Top of Excerpted records

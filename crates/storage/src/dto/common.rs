use serde::{Deserialize, Serialize};
use utoipa::{IntoParams, ToSchema};

pub const DEFAULT_LIMIT: u32 = 50;
pub const MAX_LIMIT: u32 = 100;

#[derive(Debug, Clone, Copy, Deserialize, IntoParams, ToSchema)]
#[into_params(parameter_in = Query)]
pub struct PaginationParams {
    /// Page size, between 1 and 100
    #[serde(default = "default_limit")]
    pub limit: u32,
    /// Number of rows to skip
    #[serde(default)]
    pub offset: u32,
}

pub(crate) fn default_limit() -> u32 {
    DEFAULT_LIMIT
}

impl Default for PaginationParams {
    fn default() -> Self {
        Self {
            limit: DEFAULT_LIMIT,
            offset: 0,
        }
    }
}

impl PaginationParams {
    pub fn new(limit: u32, offset: u32) -> Self {
        Self { limit, offset }
    }

    pub fn validate(&self) -> Result<(), String> {
        if self.limit < 1 || self.limit > MAX_LIMIT {
            return Err(format!("limit must be between 1 and {MAX_LIMIT}"));
        }
        Ok(())
    }

    pub fn offset(&self) -> i64 {
        i64::from(self.offset)
    }

    pub fn limit(&self) -> i64 {
        i64::from(self.limit)
    }
}

/// One page of a limit/offset scan
#[derive(Debug, Serialize, Deserialize, ToSchema)]
pub struct PaginatedResponse<T> {
    pub items: Vec<T>,
    pub total: i64,
    pub limit: u32,
    pub offset: u32,
}

impl<T> PaginatedResponse<T> {
    pub fn new(items: Vec<T>, total: i64, params: PaginationParams) -> Self {
        Self {
            items,
            total,
            limit: params.limit,
            offset: params.offset,
        }
    }

    pub fn map<U>(self, f: impl FnMut(T) -> U) -> PaginatedResponse<U> {
        PaginatedResponse {
            items: self.items.into_iter().map(f).collect(),
            total: self.total,
            limit: self.limit,
            offset: self.offset,
        }
    }
}
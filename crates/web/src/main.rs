use anyhow::Context;
use storage::Database;
use tokio::net::TcpListener;

mod config;
mod error;
mod extract;
mod features;
mod routes;

use config::Config;

#[tokio::main]
async fn main() -> anyhow::Result<()> {
    dotenvy::dotenv().ok();

    tracing_subscriber::fmt()
        .with_env_filter(
            tracing_subscriber::EnvFilter::try_from_default_env().unwrap_or_else(|_| "info".into()),
        )
        .with_target(true)
        .with_file(true)
        .with_line_number(true)
        .init();

    tracing::info!("Starting WorkoutApi");

    let config = Config::from_env().context("Failed to load API configuration")?;
    tracing::info!("Configuration loaded successfully");

    tracing::info!(
        "Connecting to database at: {}",
        config
            .database_url
            .split('@')
            .next_back()
            .unwrap_or("unknown")
    );
    let db = Database::new(&config.database_url, config.database_max_connections)
        .await
        .context("Failed to initialize database")?;
    tracing::info!("Database connection established");

    tracing::info!("Running database migrations");
    db.run_migrations()
        .await
        .context("Failed to run migrations")?;
    tracing::info!("Database migrations completed successfully");

    let bind_address = format!("{}:{}", config.host, config.port);
    let listener = TcpListener::bind(&bind_address)
        .await
        .with_context(|| format!("Failed to bind {}", bind_address))?;

    tracing::info!("Starting server at http://{}", bind_address);
    tracing::info!(
        "Swagger UI available at http://{}/swagger-ui/",
        bind_address
    );

    axum::serve(listener, routes::app(db))
        .with_graceful_shutdown(shutdown_signal())
        .await
        .context("Server error")?;

    tracing::info!("Server stopped");
    Ok(())
}

async fn shutdown_signal() {
    let ctrl_c = async {
        if let Err(e) = tokio::signal::ctrl_c().await {
            tracing::error!("Failed to install Ctrl+C handler: {}", e);
            std::future::pending::<()>().await;
        }
    };

    #[cfg(unix)]
    let terminate = async {
        match tokio::signal::unix::signal(tokio::signal::unix::SignalKind::terminate()) {
            Ok(mut signal) => {
                signal.recv().await;
            }
            Err(e) => {
                tracing::error!("Failed to install SIGTERM handler: {}", e);
                std::future::pending::<()>().await;
            }
        }
    };

    #[cfg(not(unix))]
    let terminate = std::future::pending::<()>();

    tokio::select! {
        _ = ctrl_c => tracing::warn!("Received Ctrl+C, shutting down"),
        _ = terminate => tracing::warn!("Received SIGTERM, shutting down"),
    }
}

Bottom of Excerpted records

## Your objective
This calls for all of the entries above, repeated exactly.

## Finished task
filename crates/storage/src/dto/common.rs
use serde::{Deserialize, Serialize};
use utoipa::{IntoParams, ToSchema};

pub const DEFAULT_LIMIT: u32 = 50;
pub const MAX_LIMIT: u32 = 100;

#[derive(Debug, Clone, Copy, Deserialize, IntoParams, ToSchema)]
#[into_params(parameter_in = Query)]
pub struct PaginationParams {
    /// Page size, between 1 and 100
    #[serde(default = "default_limit")]
    pub limit: u32,
    /// Number of rows to skip
    #[serde(default)]
    pub offset: u32,
}

pub(crate) fn default_limit() -> u32 {
    DEFAULT_LIMIT
}

impl Default for PaginationParams {
    fn default() -> Self {
        Self {
            limit: DEFAULT_LIMIT,
            offset: 0,
        }
    }
}

impl PaginationParams {
    pub fn new(limit: u32, offset: u32) -> Self {
        Self { limit, offset }
    }

    pub fn validate(&self) -> Result<(), String> {
        if self.limit < 1 || self.limit > MAX_LIMIT {
            return Err(format!("limit must be between 1 and {MAX_LIMIT}"));
        }
        Ok(())
    }

    pub fn offset(&self) -> i64 {
        i64::from(self.offset)
    }

    pub fn limit(&self) -> i64 {
        i64::from(self.limit)
    }
}

/// One page of a limit/offset scan
#[derive(Debug, Serialize, Deserialize, ToSchema)]
pub struct PaginatedResponse<T> {
    pub items: Vec<T>,
    pub total: i64,
    pub limit: u32,
    pub offset: u32,
}

impl<T> PaginatedResponse<T> {
    pub fn new(items: Vec<T>, total: i64, params: PaginationParams) -> Self {
        Self {
            items,
            total,
            limit: params.limit,
            offset: params.offset,
        }
    }

    pub fn map<U>(self, f: impl FnMut(T) -> U) -> PaginatedResponse<U> {
        PaginatedResponse {
            items: self.items.into_iter().map(f).collect(),
            total: self.total,
            limit: self.limit,
            offset: self.offset,
        }
    }
}
filename crates/web/src/main.rs
use anyhow::Context;
use storage::Database;
use tokio::net::TcpListener;

mod config;
mod error;
mod extract;
mod features;
mod routes;

use config::Config;

#[tokio::main]
async fn main() -> anyhow::Result<()> {
    dotenvy::dotenv().ok();

    tracing_subscriber::fmt()
        .with_env_filter(
            tracing_subscriber::EnvFilter::try_from_default_env().unwrap_or_else(|_| "info".into()),
        )
        .with_target(true)
        .with_file(true)
        .with_line_number(true)
        .init();

    tracing::info!("Starting WorkoutApi");

    let config = Config::from_env().context("Failed to load API configuration")?;
    tracing::info!("Configuration loaded successfully");

    tracing::info!(
        "Connecting to database at: {}",
        config
            .database_url
            .split('@')
            .next_back()
            .unwrap_or("unknown")
    );
    let db = Database::new(&config.database_url, config.database_max_connections)
        .await
        .context("Failed to initialize database")?;
    tracing::info!("Database connection established");

    tracing::info!("Running database migrations");
    db.run_migrations()
        .await
        .context("Failed to run migrations")?;
    tracing::info!("Database migrations completed successfully");

    let bind_address = format!("{}:{}", config.host, config.port);
    let listener = TcpListener::bind(&bind_address)
        .await
        .with_context(|| format!("Failed to bind {}", bind_address))?;

    tracing::info!("Starting server at http://{}", bind_address);
    tracing::info!(
        "Swagger UI available at http://{}/swagger-ui/",
        bind_address
    );

    axum::serve(listener, routes::app(db))
        .with_graceful_shutdown(shutdown_signal())
        .await
        .context("Server error")?;

    tracing::info!("Server stopped");
    Ok(())
}

async fn shutdown_signal() {
    let ctrl_c = async {
        if let Err(e) = tokio::signal::ctrl_c().await {
            tracing::error!("Failed to install Ctrl+C handler: {}", e);
            std::future::pending::<()>().await;
        }
    };

    #[cfg(unix)]
    let terminate = async {
        match tokio::signal::unix::signal(tokio::signal::unix::SignalKind::terminate()) {
            Ok(mut signal) => {
                signal.recv().await;
            }
            Err(e) => {
                tracing::error!("Failed to install SIGTERM handler: {}", e);
                std::future::pending::<()>().await;
            }
        }
    };

    #[cfg(not(unix))]
    let terminate = std::future::pending::<()>();

    tokio::select! {
        _ = ctrl_c => tracing::warn!("Received Ctrl+C, shutting down"),
        _ = terminate => tracing::warn!("Received SIGTERM, shutting down"),
    }
}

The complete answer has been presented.